Hendrik Petrus Berlage, Amsterdam Commodities Exchange, (1896-1903)
“…The Exchange building had three great halls housing the Commodity, Grain and Stock Markets, each of them surrounded by smaller offices and service areas. Above the main entrance is the conference room of the Chamber of Commerce. The most striking of the halls is the Commodities Market, 67 feet wide, with a gable roof of glass and iron supported by conspicuous, brightly colored parabolic iron beams. The long walls are turned into openwork screens by the broad arcades of the ground floor and the two galleries above. The stone capitals are remarkable: their faces lie flush with the brick walls above them, both units merging in their common structural function.
The principle quality of the commodities exchange is it’s serenity, Berlage said that he aimed to achieve an effect of “repose”, by which he meant both serenity and rest: “In the smaller works of the ancients, there is a charming sense of repose.
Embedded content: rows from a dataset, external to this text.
//! # Schema Migrations
//!
//! The SQL files under `migrations/sqlite/` are compiled into the binary and
//! applied by [`run_migrations`] when a [`Database`](crate::Database) opens.
//!
//! ```text
//! migrations/sqlite/
//! └── 001_initial_schema.sql   warehouses catalog + items (cascade)
//! ```
//!
//! The migrator records what it applied in `_sqlx_migrations`. That table
//! and SQLite's own `sqlite_*` tables are bookkeeping, never warehouses; the
//! legacy importer skips them by name.
//!
//! New schema changes go in a new `NNN_description.sql` file. Applied files
//! are never edited: the migrator checksums them.

use sqlx::SqlitePool;
use tracing::{debug, info};

use crate::error::DbResult;

/// Name of the bookkeeping table maintained by the migrator.
pub const MIGRATIONS_TABLE: &str = "_sqlx_migrations";

static MIGRATOR: sqlx::migrate::Migrator = sqlx::migrate!("../../migrations/sqlite");

/// Applies every embedded migration not yet recorded. Idempotent.
pub async fn run_migrations(pool: &SqlitePool) -> DbResult<()> {
    let (total, applied) = migration_status(pool).await?;
    debug!(total, applied, "Checking schema version");

    MIGRATOR.run(pool).await?;

    if applied < total {
        info!(applied = total - applied, "Schema migrations applied");
    }
    Ok(())
}

/// Returns `(embedded, applied)` migration counts.
pub async fn migration_status(pool: &SqlitePool) -> DbResult<(usize, usize)> {
    let total = MIGRATOR.migrations.len();

    let tracked: i64 = sqlx::query_scalar(
        "SELECT EXISTS(SELECT 1 FROM sqlite_master WHERE type = 'table' AND name = ?1)",
    )
    .bind(MIGRATIONS_TABLE)
    .fetch_one(pool)
    .await?;

    if tracked == 0 {
        return Ok((total, 0));
    }

    let applied: i64 =
        sqlx::query_scalar("SELECT COUNT(*) FROM _sqlx_migrations WHERE success = 1")
            .fetch_one(pool)
            .await?;

    Ok((total, usize::try_from(applied).unwrap_or(0)))
}

#[cfg(test)]
mod tests {
    use crate::pool::{Database, DbConfig};

    use super::*;

    #[tokio::test]
    async fn test_migrations_are_idempotent() {
        let db = Database::new(DbConfig::in_memory()).await.unwrap();

        db.run_migrations().await.unwrap();

        let (total, applied) = migration_status(db.pool()).await.unwrap();
        assert_eq!(total, applied);
        assert!(total >= 1);
    }

    #[tokio::test]
    async fn test_status_before_migrations() {
        let db = Database::new(DbConfig::in_memory().run_migrations(false))
            .await
            .unwrap();

        let (total, applied) = migration_status(db.pool()).await.unwrap();
        assert!(total >= 1);
        assert_eq!(applied, 0);

        db.run_migrations().await.unwrap();
        assert_eq!(migration_status(db.pool()).await.unwrap(), (total, total));
    }
}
In contrast, our present day architecture gives us a restless impression.”
The Italian architect Aldo Rossi stressed that the commodities exchange “does not seem to have the appearance of a cathedral or a capital, of the temple of cash, which it’s name calls to mind.” And strangely, in it’s mysterious richness, it “seemed more like a market, a store, a gymnasium. It is devoid of the glorification of bourgeois wealth.”